At Jil Sander, Raf Simons Raises the Volume
By CATHY HORYN
September 25, 2010, 12:00 PM
MILAN — Mention the word “couture,” and people usually think of serious clothes with draping and embellishment. They don’t necessarily think of couture’s extreme forms — and that’s what Raf Simons gave Jil Sander this afternoon in a collection that will probably change some thinking about spring.
Mr. Simons has shown some exceptional collections at Jil in the past five years, but in this one he dealt more assuredly with the fundamentals of fashion — shape, volume, proportion, new materials — and pushed past the old frontiers to create a new example of minimalist dressing.

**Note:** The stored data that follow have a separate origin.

use std::path::PathBuf;
use std::sync::Arc;

use crate::{auth::AuthManager, config::Config};
use pmajay_core::{
    agencies::{AgencyService, AgencyServiceTrait},
    audit::{AuditService, AuditServiceTrait},
    dashboard::{DashboardService, DashboardServiceTrait},
    fund_records::{FundRecordService, FundRecordServiceTrait},
    projects::{ProjectService, ProjectServiceTrait},
    reports::{ReportService, ReportServiceTrait},
    states::{StateService, StateServiceTrait},
    tasks::{TaskService, TaskServiceTrait},
    users::{UserService, UserServiceTrait},
};
use pmajay_storage_sqlite::{
    agencies::AgencyRepository,
    audit::AuditRepository,
    dashboard::DashboardRepository,
    db::{self, DbPool},
    fund_records::FundRecordRepository,
    funds::FundTransactionRepository,
    projects::ProjectRepository,
    reports::ReportRepository,
    seed_sample_data,
    states::StateRepository,
    tasks::TaskRepository,
    users::UserRepository,
};
use tracing_subscriber::prelude::*;
use tracing_subscriber::{fmt, EnvFilter};

pub struct AppState {
    pub auth: Arc<AuthManager>,
    pub user_service: Arc<dyn UserServiceTrait>,
    pub state_service: Arc<dyn StateServiceTrait>,
    pub agency_service: Arc<dyn AgencyServiceTrait>,
    pub project_service: Arc<dyn ProjectServiceTrait>,
    pub report_service: Arc<dyn ReportServiceTrait>,
    pub dashboard_service: Arc<dyn DashboardServiceTrait>,
    pub audit_service: Arc<dyn AuditServiceTrait>,
    pub task_service: Arc<dyn TaskServiceTrait>,
    pub fund_record_service: Arc<dyn FundRecordServiceTrait>,
    pub pool: Arc<DbPool>,
    pub upload_dir: PathBuf,
}

pub fn init_tracing(log_json: bool) {
    let filter = EnvFilter::try_from_default_env().unwrap_or_else(|_| EnvFilter::new("info"));
    let registry = tracing_subscriber::registry().with(filter);

    if log_json {
        registry
            .with(fmt::layer().json().with_current_span(false))
            .init();
    } else {
        registry
            .with(fmt::layer().with_target(true).with_line_number(true))
            .init();
    }
}

pub async fn build_state(config: &Config) -> anyhow::Result<Arc<AppState>> {
    let db_path = db::init(&config.db_path)?;
    tracing::info!("Database path in use: {}", db_path);

    let pool = db::create_pool(&db_path)?;
    db::run_migrations(&pool)?;
    let writer = db::spawn_writer((*pool).clone());

    if config.seed_sample_data && seed_sample_data(&writer).await? {
        tracing::info!("Loaded sample data into an empty database");
    }

    std::fs::create_dir_all(&config.upload_dir)?;
    tracing::info!("Storing uploads in {}", config.upload_dir.display());

    let auth = Arc::new(AuthManager::from_config(
        config.jwt_secret.as_deref(),
        config.token_ttl,
    )?);

    let state_repo = Arc::new(StateRepository::new(pool.clone(), writer.clone()));
    let agency_repo = Arc::new(AgencyRepository::new(pool.clone(), writer.clone()));
    let project_repo = Arc::new(ProjectRepository::new(pool.clone(), writer.clone()));
    let fund_repo = Arc::new(FundTransactionRepository::new(pool.clone(), writer.clone()));
    let report_repo = Arc::new(ReportRepository::new(pool.clone(), writer.clone()));
    let user_repo = Arc::new(UserRepository::new(pool.clone(), writer.clone()));
    let task_repo = Arc::new(TaskRepository::new(pool.clone(), writer.clone()));
    let fund_record_repo = Arc::new(FundRecordRepository::new(pool.clone(), writer.clone()));
    let audit_repo = Arc::new(AuditRepository::new(pool.clone()));
    let dashboard_repo = Arc::new(DashboardRepository::new(pool.clone()));

    let user_service = Arc::new(UserService::new(user_repo));
    let state_service = Arc::new(StateService::new(state_repo.clone()));
    let agency_service = Arc::new(AgencyService::new(agency_repo.clone()));
    let audit_service = Arc::new(AuditService::new(audit_repo));
    let task_service = Arc::new(TaskService::new(task_repo.clone()));
    let fund_record_service = Arc::new(FundRecordService::new(fund_record_repo));
    let project_service = Arc::new(ProjectService::new(
        project_repo.clone(),
        state_repo.clone(),
        fund_repo.clone(),
        report_repo.clone(),
    ));
    let report_service = Arc::new(ReportService::new(report_repo, project_repo.clone()));
    let dashboard_service = Arc::new(DashboardService::new(
        dashboard_repo,
        state_repo,
        project_repo,
        agency_repo,
        task_repo,
        fund_repo,
    ));

    Ok(Arc::new(AppState {
        auth,
        user_service,
        state_service,
        agency_service,
        project_service,
        report_service,
        dashboard_service,
        audit_service,
        task_service,
        fund_record_service,
        pool,
        upload_dir: config.upload_dir.clone(),
    }))
}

You can understand what would spur Mr. Simons to rethink Jil’s minimalist position, now that everybody seems to be a minimalist and puts out perfectly nice clothes that, in the end, don’t really do much to advance the style. In some cases, these clothes may be only a modest step up from a typical pre-season collection.
Giuseppe Aresu/Associated Press
Raf Simons for Jil Sander.
So here is Mr. Simons, returning to color at Jil Sander, but a very specific palette of shocking pink, deep purple, Day-Glo orange and yellow, vibrant Kelly green, and electric blue. Skirt lengths are emphatically long — no tepid midi length. And the volumes and sack shapes will recall some of the classic shapes of haute couture — from early Saint Laurent and Givenchy — among them, columns that now float away from the body yet have a sense of control, strapless tops with a peplum, and ultra-wide trousers.

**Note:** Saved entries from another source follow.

use std::sync::Arc;

use axum::{extract::DefaultBodyLimit, http::HeaderValue, Router};
use tower_http::{
    cors::{Any, CorsLayer},
    limit::RequestBodyLimitLayer,
    request_id::{MakeRequestUuid, PropagateRequestIdLayer, SetRequestIdLayer},
    services::ServeDir,
    timeout::TimeoutLayer,
    trace::TraceLayer,
};

use crate::{auth, config::Config, main_lib::AppState};

mod agencies;
mod audit;
mod dashboard;
mod health;
mod legacy;
mod projects;
mod reports;
mod states;

#[derive(serde::Serialize)]
pub(crate) struct MessageResponse {
    pub message: String,
}

impl MessageResponse {
    pub(crate) fn new(message: &str) -> Self {
        MessageResponse {
            message: message.to_string(),
        }
    }
}

fn cors_layer(config: &Config) -> CorsLayer {
    let base = CorsLayer::new().allow_methods(Any).allow_headers(Any);
    if config.cors_allow.iter().any(|o| o == "*") {
        base.allow_origin(Any)
    } else {
        let origins = config
            .cors_allow
            .iter()
            .filter_map(|o| match o.parse::<HeaderValue>() {
                Ok(v) => Some(v),
                Err(_) => {
                    tracing::warn!("Ignoring invalid CORS origin {}", o);
                    None
                }
            })
            .collect::<Vec<_>>();
        base.allow_origin(origins)
    }
}

pub fn app_router(state: Arc<AppState>, config: &Config) -> Router {
    let api = Router::new()
        .merge(health::router())
        .merge(auth::router(&state))
        .merge(states::router(&state))
        .merge(agencies::router(&state))
        .merge(projects::router(&state))
        .merge(reports::router(&state))
        .merge(dashboard::router(&state))
        .merge(audit::router(&state));

    let upload_dir = state.upload_dir.clone();

    Router::new()
        .nest("/api/v1", api)
        .nest("/api", legacy::router(&state))
        .nest_service("/uploads", ServeDir::new(upload_dir))
        .with_state(state)
        .layer(DefaultBodyLimit::max(config.max_upload_bytes))
        .layer(RequestBodyLimitLayer::new(config.max_upload_bytes))
        .layer(cors_layer(config))
        .layer(SetRequestIdLayer::x_request_id(MakeRequestUuid))
        .layer(PropagateRequestIdLayer::x_request_id())
        .layer(TimeoutLayer::new(config.request_timeout))
        .layer(TraceLayer::new_for_http())
}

Despite the volumes, the clothes are manifestly streamlined and comfortable looking. With a number of the long skirts — some gathered at the waist with a sash tie to create a soft frill — Mr. Simons showed a basic white T-shirt or a tank top. Sometimes there was a cardigan or twinset with the front edge coated in neon yellow. He had wide stripes, including vertical ones, and full-blown floral prints in a blue base, just as he did in his Sander’s men’s collection in June. (He used wide stripes in his fall Raf Simons’s collection, as well, in pine green and navy.) There were also windbreakers and a full-length parka — again, with a couture influence.
Mr. Simons has done extreme volumes at different times in his own men’s label, and of course, the notion of pairing a T-shirt or cardigan with a long, full skirt in a techno taffeta brings to mind an American look — Blass, Halston, Anne Klein.
But I think you will find that the elements here are bolder, done with consideration of the street (there are no elaborate underpinnings, after all), and certainly looking ahead.
Reaction to the show seemed very enthusiastic, with an immediate burst of applause at the end. The music for the show was the soundtrack from “Psycho” and Busta Rhymes.